I’ve been writing a book. There, I’ve said it. I haven’t made it common knowledge mainly out of fear of not being able to finish what I’ve started and then having to explain to everyone who asked how things were going that I failed. Also, it’s going by at a snail’s pace. I don’t get to write until all the kids are tucked into bed each night, and by that time I’m mentally exhausted. It’s a pretty good night if I’ve produced a couple of paragraphs with some semblance of cohesive thought by the time I stumble into my own bed. At this rate I’ll be lucky to complete the book by the time my children are in college.
At least that’s what I was thinking the other day until talking with a group of women about Facebook. Oh, Facebook…We were discussing how most people only ever present the very best versions of themselves on FB—their perfect homes, perfect families, perfect vacations…perfect food (I still don’t get why people post pics of the food they’re eating. I’m sorry. I just don’t.)—and how we often walk away feeling so inadequate, covetous, and ungrateful for the things we do have.

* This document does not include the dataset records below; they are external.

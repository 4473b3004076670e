use thiserror::Error;

/// Errors raised while constructing an HTTP adapter.
#[derive(Debug, Error)]
pub enum ProviderBuildError {
    /// Failed to build the HTTP client.
    #[error("failed to build HTTP client: {0}")]
    HttpClient(#[source] reqwest::Error),
    /// The configured base URL could not be parsed.
    #[error("invalid base URL {url:?}: {source}")]
    InvalidBaseUrl {
        /// The rejected URL text.
        url: String,
        /// Parser failure.
        #[source]
        source: url::ParseError,
    },
}

/// Join `segments` onto `base`, tolerating a trailing slash on the base.
pub(crate) fn endpoint(base: &str, segments: &[&str]) -> Result<url::Url, ProviderBuildError> {
    let joined = std::iter::once(base.trim_end_matches('/'))
        .chain(segments.iter().copied())
        .collect::<Vec<_>>()
        .join("/");
    url::Url::parse(&joined).map_err(|source| ProviderBuildError::InvalidBaseUrl {
        url: base.to_owned(),
        source,
    })
}
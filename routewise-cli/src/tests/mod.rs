//! Shared test harness modules for the routewise CLI.
#![expect(
    clippy::panic,
    reason = "Tests assert panic branches to surface unexpected CLI outcomes"
)]

use super::*;
use crate::optimize::*;

mod helpers;
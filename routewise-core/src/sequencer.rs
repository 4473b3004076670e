//! Greedy nearest-neighbour visiting order with fixed endpoints.
//!
//! Node `0` is always the start and node `n - 1` always the end. The
//! waypoints in between are visited by repeatedly moving to the closest
//! unvisited waypoint, ties going to the lowest index. The heuristic never
//! backtracks, so the result can be noticeably worse than optimal on
//! adversarial matrices; callers depend on that exact output, so it must not
//! be replaced with an improving solver.

use log::debug;
use thiserror::Error;

use crate::DistanceMatrix;

/// Visiting order as indices into the coordinate sequence.
///
/// Always a permutation of `0..n` that starts at `0` and ends at `n - 1`.
#[derive(Debug, Clone, PartialEq, Eq)]
#[cfg_attr(feature = "serde", derive(serde::Serialize, serde::Deserialize))]
#[cfg_attr(feature = "serde", serde(transparent))]
pub struct Route(Vec<usize>);

impl Route {
    /// Borrow the visiting order.
    #[must_use]
    pub fn indices(&self) -> &[usize] {
        &self.0
    }

    /// Number of stops on the route.
    #[must_use]
    pub const fn len(&self) -> usize {
        self.0.len()
    }

    /// Whether the route has no stops.
    #[must_use]
    pub const fn is_empty(&self) -> bool {
        self.0.is_empty()
    }
}

impl From<Route> for Vec<usize> {
    fn from(route: Route) -> Self {
        route.0
    }
}

/// Output of [`nearest_neighbour`].
#[derive(Debug, Clone, PartialEq)]
pub struct Sequence {
    /// Chosen visiting order.
    pub route: Route,
    /// Sum of the matrix entries along `route`, in kilometres.
    pub total_distance_km: f64,
}

/// Programming-invariant violations detected by [`nearest_neighbour`].
#[derive(Debug, Clone, PartialEq, Eq, Error)]
pub enum SequenceError {
    /// A route needs at least a start and an end.
    #[error("at least two nodes are required, got {count}")]
    TooFewNodes {
        /// Number of nodes requested.
        count: usize,
    },
    /// The matrix size disagrees with the node count.
    #[error("distance matrix is {actual}x{actual}, expected {expected}x{expected}")]
    DimensionMismatch {
        /// Node count requested.
        expected: usize,
        /// Matrix dimension supplied.
        actual: usize,
    },
}

/// Order `nodes` stops with the greedy nearest-neighbour heuristic.
///
/// With two nodes the route is `[0, 1]` and the total is `matrix[0][1]`.
/// Otherwise, starting from node `0`, each step moves to the unvisited
/// waypoint (`1..n-1`) with the smallest distance from the current node,
/// preferring the lowest index on ties; the end node is appended last.
///
/// # Errors
///
/// Returns [`SequenceError::TooFewNodes`] for fewer than two nodes and
/// [`SequenceError::DimensionMismatch`] when `matrix` is not `nodes × nodes`.
///
/// # Examples
/// ```
/// use routewise_core::{DistanceMatrix, nearest_neighbour};
///
/// let matrix = DistanceMatrix::from_rows(vec![
///     vec![0.0, 5.0, 9.0],
///     vec![5.0, 0.0, 3.0],
///     vec![9.0, 3.0, 0.0],
/// ])?;
/// let sequence = nearest_neighbour(&matrix, 3)?;
/// assert_eq!(sequence.route.indices(), &[0, 1, 2]);
/// assert_eq!(sequence.total_distance_km, 8.0);
/// # Ok::<(), Box<dyn std::error::Error>>(())
/// ```
#[expect(
    clippy::float_arithmetic,
    reason = "route length is the sum of floating-point leg distances"
)]
pub fn nearest_neighbour(matrix: &DistanceMatrix, nodes: usize) -> Result<Sequence, SequenceError> {
    if nodes < 2 {
        return Err(SequenceError::TooFewNodes { count: nodes });
    }
    let mismatch = SequenceError::DimensionMismatch {
        expected: nodes,
        actual: matrix.len(),
    };
    if matrix.len() != nodes {
        return Err(mismatch);
    }

    let end = nodes - 1;
    let mut unvisited: Vec<usize> = (1..end).collect();
    let mut order = Vec::with_capacity(nodes);
    order.push(0);
    let mut current = 0;
    let mut total = 0.0;

    while let Some(step) = nearest(matrix, current, &unvisited) {
        total += step.distance;
        order.push(step.node);
        unvisited.remove(step.position);
        current = step.node;
    }

    total += matrix.get(current, end).ok_or(mismatch)?;
    order.push(end);

    debug!("sequenced {nodes} stops as {order:?} ({total:.2} km)");
    Ok(Sequence {
        route: Route(order),
        total_distance_km: total,
    })
}

struct Step {
    position: usize,
    node: usize,
    distance: f64,
}

/// Closest candidate to `from`; earlier candidates win ties.
fn nearest(matrix: &DistanceMatrix, from: usize, candidates: &[usize]) -> Option<Step> {
    candidates
        .iter()
        .enumerate()
        .filter_map(|(position, &node)| {
            matrix.get(from, node).map(|distance| Step {
                position,
                node,
                distance,
            })
        })
        .fold(None, |closest, candidate| match closest {
            Some(step) if step.distance <= candidate.distance => Some(step),
            _ => Some(candidate),
        })
}
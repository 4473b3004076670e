//! Provider traits for the routing service boundary.

use async_trait::async_trait;
use geo::Coord;

use super::{DistanceMatrix, RouteGeometry, RoutingError};

/// Fetch pairwise driving distances for a set of coordinates.
///
/// Implementers must return a square `n×n` matrix in kilometres where
/// `n == coordinates.len()` and `get(i, j)` is the distance from
/// `coordinates[i]` to `coordinates[j]`.
///
/// # Examples
///
/// ```rust
/// use async_trait::async_trait;
/// use geo::Coord;
/// use routewise_core::{DistanceMatrix, DistanceMatrixProvider, RoutingError};
///
/// struct UnitProvider;
///
/// #[async_trait]
/// impl DistanceMatrixProvider for UnitProvider {
///     async fn distance_matrix(
///         &self,
///         coordinates: &[Coord<f64>],
///     ) -> Result<DistanceMatrix, RoutingError> {
///         let n = coordinates.len();
///         let rows = (0..n)
///             .map(|i| (0..n).map(|j| if i == j { 0.0 } else { 1.0 }).collect())
///             .collect();
///         DistanceMatrix::from_rows(rows).map_err(|err| RoutingError::ParseError {
///             message: err.to_string(),
///         })
///     }
/// }
/// ```
#[async_trait]
pub trait DistanceMatrixProvider: Send + Sync {
    /// Return the distance matrix for `coordinates`.
    async fn distance_matrix(
        &self,
        coordinates: &[Coord<f64>],
    ) -> Result<DistanceMatrix, RoutingError>;
}

/// Fetch the driving path through an ordered list of coordinates.
#[async_trait]
pub trait DirectionsProvider: Send + Sync {
    /// Return the path visiting `coordinates` in order.
    async fn directions(&self, coordinates: &[Coord<f64>]) -> Result<RouteGeometry, RoutingError>;
}

#[async_trait]
impl<T> DistanceMatrixProvider for &T
where
    T: DistanceMatrixProvider + ?Sized,
{
    async fn distance_matrix(
        &self,
        coordinates: &[Coord<f64>],
    ) -> Result<DistanceMatrix, RoutingError> {
        (**self).distance_matrix(coordinates).await
    }
}

#[async_trait]
impl<T> DirectionsProvider for &T
where
    T: DirectionsProvider + ?Sized,
{
    async fn directions(&self, coordinates: &[Coord<f64>]) -> Result<RouteGeometry, RoutingError> {
        (**self).directions(coordinates).await
    }
}
//! Nominatim search response types.
//!
//! See: <https://nominatim.org/release-docs/latest/api/Search/>

use serde::Deserialize;

/// One `jsonv2` search hit.
///
/// Nominatim encodes coordinates as decimal strings.
#[derive(Debug, Deserialize)]
pub struct SearchResult {
    pub lat: String,
    pub lon: String,
    #[serde(default)]
    pub display_name: Option<String>,
}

It all got me thinking about honesty and about how I present myself to the world; how it’s so much easier and safer to present the neat version of myself instead of the messy, self-doubting, or cynical version of me that I often fear will be rejected.
Safer…I’ve been wrestling a lot with the idea that so much of modern, Christian art and literature is safe—safe, sterile, and innocuous. It doesn’t make anyone feel anything but cozy. It’s not dangerous enough.
All of this is to say that I’ve scrapped the whole damn book. I’ve put a big, fat red X through the words and tossed them aside, which is hard to do because these are words that I’ve written and somehow they are an extension of me! But it needed to happen. Most of what I’d written was innocuous.
Instead, I’ve started writing about the truly dark night of my own soul, about being in the clutches of severe depression and about contemplating death. Only on a technicality can I say that I wasn’t suicidal. I was much too afraid of God’s wrath to ever pull a trigger or throw myself from a cliff. But I wanted an end, and begged God for one every chance I got. He, it seemed, was always there wagging His finger or rolling His eyes. I hated existence—both God’s and mine—and every waking moment for me was sheer torture. But somehow God drew me out of all of this, and I began to learn what it means to be the child of God, to be loved and to find true healing. I began to hope. And hope, when entertained, begets courage. Courage begets faith. And faith, well, faith can move mountains. I am not at all the person I once was.
Pelagianism—perhaps that’s a topic for another post.
As it turns out, it’s a lot easier to write about the real me than it is to write about the neatly fabricated me (though I will say the neat version of me is a heck of a lot funnier and smarter than I really am). Who knows, maybe I’ll finish the whole thing before the kids head off to high school.
And for those of you wondering (and asking) when I’m going to write something funny again I promise it’s coming. I’m planning an entire post just for you and I think I’ll entitle it “As You Like It.” And, yes, that’s a reference to Shakespeare.